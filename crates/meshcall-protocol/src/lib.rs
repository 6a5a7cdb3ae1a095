//! Wire protocol shared between the meshcall SFU and its integrators.
//!
//! Three layers live here, outside-in:
//! - [`ws`]: the WebSocket envelope an integrator speaks to the control plane.
//! - [`rtc`]: the `rtc` message carried inside that envelope (ICE/SDP/mute/screen).
//! - [`dc`]: the binary frame format spoken over the data channel once it opens.

pub mod dc;
pub mod ids;
pub mod rtc;
pub mod ws;

pub use dc::{DataChannelError, MessageType};
pub use ids::{is_valid_track_id, TrackType};
pub use rtc::{Message as RtcMessage, RtcMessageType};
pub use ws::{ClientEnvelope, ServerEnvelope};
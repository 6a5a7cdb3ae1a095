//! Signaling lock (C3): a single-permit, client-requested semaphore used
//! to serialize multi-step operations (track add + renegotiation) that
//! must not interleave between participants (§4.7).

use std::time::{Duration, Instant};
use thiserror::Error;
use tokio::sync::Semaphore;

#[derive(Debug, Error, PartialEq, Eq)]
pub enum SignalingLockError {
    #[error("lock timeout")]
    Timeout,
    #[error("already unlocked")]
    AlreadyUnlocked,
}

pub struct SignalingLock {
    semaphore: Semaphore,
    held_since: tokio::sync::Mutex<Option<Instant>>,
}

impl SignalingLock {
    pub fn new() -> Self {
        Self {
            semaphore: Semaphore::new(1),
            held_since: tokio::sync::Mutex::new(None),
        }
    }

    /// Acquires the lock, or returns `Timeout` after `timeout` elapses.
    pub async fn lock(&self, timeout: Duration) -> Result<(), SignalingLockError> {
        match tokio::time::timeout(timeout, self.semaphore.acquire()).await {
            Ok(Ok(permit)) => {
                permit.forget();
                *self.held_since.lock().await = Some(Instant::now());
                Ok(())
            }
            Ok(Err(_)) => unreachable!("semaphore is never closed"),
            Err(_) => Err(SignalingLockError::Timeout),
        }
    }

    /// Non-blocking acquire attempt; returns whether it succeeded.
    pub async fn try_lock(&self) -> bool {
        match self.semaphore.try_acquire() {
            Ok(permit) => {
                permit.forget();
                *self.held_since.lock().await = Some(Instant::now());
                true
            }
            Err(_) => false,
        }
    }

    /// Releases the lock, returning how long it was held. Errors if it
    /// wasn't held (§4.7, §7.7 double-unlock is a fatal-class error).
    pub async fn unlock(&self) -> Result<Duration, SignalingLockError> {
        let mut held_since = self.held_since.lock().await;
        let Some(since) = held_since.take() else {
            return Err(SignalingLockError::AlreadyUnlocked);
        };
        self.semaphore.add_permits(1);
        Ok(since.elapsed())
    }
}

impl Default for SignalingLock {
    fn default() -> Self {
        Self::new()
    }
}

#[cfg(test)]
mod tests {
    use super::*;

    #[tokio::test]
    async fn zero_timeout_fails_immediately_when_held() {
        let lock = SignalingLock::new();
        assert!(lock.try_lock().await);
        let err = lock.lock(Duration::from_millis(0)).await.unwrap_err();
        assert_eq!(err, SignalingLockError::Timeout);
    }

    #[tokio::test]
    async fn unlock_then_lock_succeeds() {
        let lock = SignalingLock::new();
        assert!(lock.try_lock().await);
        lock.unlock().await.unwrap();
        lock.lock(Duration::from_millis(10)).await.unwrap();
    }

    #[tokio::test]
    async fn try_lock_succeeds_exactly_once_between_unlocks() {
        let lock = SignalingLock::new();
        assert!(lock.try_lock().await);
        assert!(!lock.try_lock().await);
        lock.unlock().await.unwrap();
        assert!(lock.try_lock().await);
    }

    #[tokio::test]
    async fn double_unlock_errors() {
        let lock = SignalingLock::new();
        assert!(lock.try_lock().await);
        lock.unlock().await.unwrap();
        assert_eq!(lock.unlock().await.unwrap_err(), SignalingLockError::AlreadyUnlocked);
    }

    #[tokio::test]
    async fn waiter_succeeds_when_unlocked_before_deadline() {
        let lock = std::sync::Arc::new(SignalingLock::new());
        assert!(lock.try_lock().await);

        let lock2 = lock.clone();
        let waiter = tokio::spawn(async move { lock2.lock(Duration::from_millis(200)).await });

        tokio::time::sleep(Duration::from_millis(20)).await;
        lock.unlock().await.unwrap();

        assert!(waiter.await.unwrap().is_ok());
    }
}
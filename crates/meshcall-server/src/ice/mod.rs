//! ICE transport muxing (C4) and public-address discovery (C5), §4.1 steps 1-4.

pub mod host_candidates;
pub mod host_port_override;
pub mod stun_discovery;
pub mod tcp_mux;
pub mod turn_creds;
pub mod udp_mux;

use std::net::IpAddr;

use crate::config::RtcConfig;
use crate::error::SfuError;
use host_candidates::{generate_addr_pairs, AddrPair, HostOverride};
use tcp_mux::MultiTcpMux;
use udp_mux::MultiUdpMux;

/// Everything the SFU server needs to hand a fresh peer connection its
/// ICE transport: the UDP/TCP muxes and the resolved NAT 1:1 pairs.
pub struct IceTransport {
    pub udp: MultiUdpMux,
    pub tcp: MultiTcpMux,
    pub nat_pairs: Vec<AddrPair>,
}

impl IceTransport {
    /// §4.1 Start, steps 1-4.
    pub async fn start(cfg: &RtcConfig) -> Result<Self, SfuError> {
        let local_addrs = enumerate_local_addrs(cfg.enable_ipv6)?;
        if local_addrs.is_empty() {
            return Err(SfuError::Config(
                "no usable local unicast address found".to_string(),
            ));
        }

        let host_override = HostOverride::parse(&cfg.ice_host_override).resolve().await;

        let public_addrs = if matches!(host_override, HostOverride::None) && !cfg.ice_servers.is_empty() {
            let stun_urls: Vec<String> = cfg
                .ice_servers
                .iter()
                .filter_map(|e| match e {
                    crate::config::IceServerEntry::Url(u) if u.starts_with("stun:") => {
                        Some(u.clone())
                    }
                    crate::config::IceServerEntry::Full { urls, .. } => {
                        urls.iter().find(|u| u.starts_with("stun:")).cloned()
                    }
                    _ => None,
                })
                .collect();
            stun_discovery::discover_public_addrs(&local_addrs, &stun_urls).await
        } else {
            Default::default()
        };

        let nat_pairs = generate_addr_pairs(&local_addrs, &public_addrs, &host_override);

        let udp_port = cfg.ice_port_udp;
        let tcp_port = cfg.ice_port_tcp;
        let udp = MultiUdpMux::new(&local_addrs, udp_port, cfg.udp_sockets_count).await?;
        let tcp = MultiTcpMux::new(&local_addrs, tcp_port).await?;

        Ok(Self {
            udp,
            tcp,
            nat_pairs,
        })
    }

    /// `NAT1to1IPs` in `"public/local"` string pairs, the shape
    /// `SettingEngine::set_nat_1to1_ips` expects. A bare IP is only valid
    /// when there's a single address per IP family; multi-homed
    /// deployments (§4.4) need the explicit pairing.
    pub fn nat_1to1_ips(&self) -> Vec<String> {
        self.nat_pairs
            .iter()
            .map(|p| format!("{}/{}", p.public, p.local))
            .collect()
    }
}

fn enumerate_local_addrs(enable_ipv6: bool) -> Result<Vec<IpAddr>, SfuError> {
    let interfaces = if_addrs::get_if_addrs()
        .map_err(|e| SfuError::Transport(format!("enumerate interfaces: {e}")))?;

    let addrs: Vec<IpAddr> = interfaces
        .into_iter()
        .map(|iface| iface.ip())
        .filter(|ip| !ip.is_loopback())
        .filter(|ip| match ip {
            IpAddr::V4(v4) => !v4.is_link_local(),
            IpAddr::V6(_) => enable_ipv6,
        })
        .collect();

    Ok(addrs)
}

====================

◆ **What the task requires**:
Repeat exactly the lines of the data from the first one through the line with "the control plane.", both of them included.

◆ **Response for this exercise**:
filename crates/meshcall-protocol/src/lib.rs
repository 6a5a7cdb3ae1a095
//! Wire protocol shared between the meshcall SFU and its integrators.
//!
//! Three layers live here, outside-in:
//! - [`ws`]: the WebSocket envelope an integrator speaks to the control plane.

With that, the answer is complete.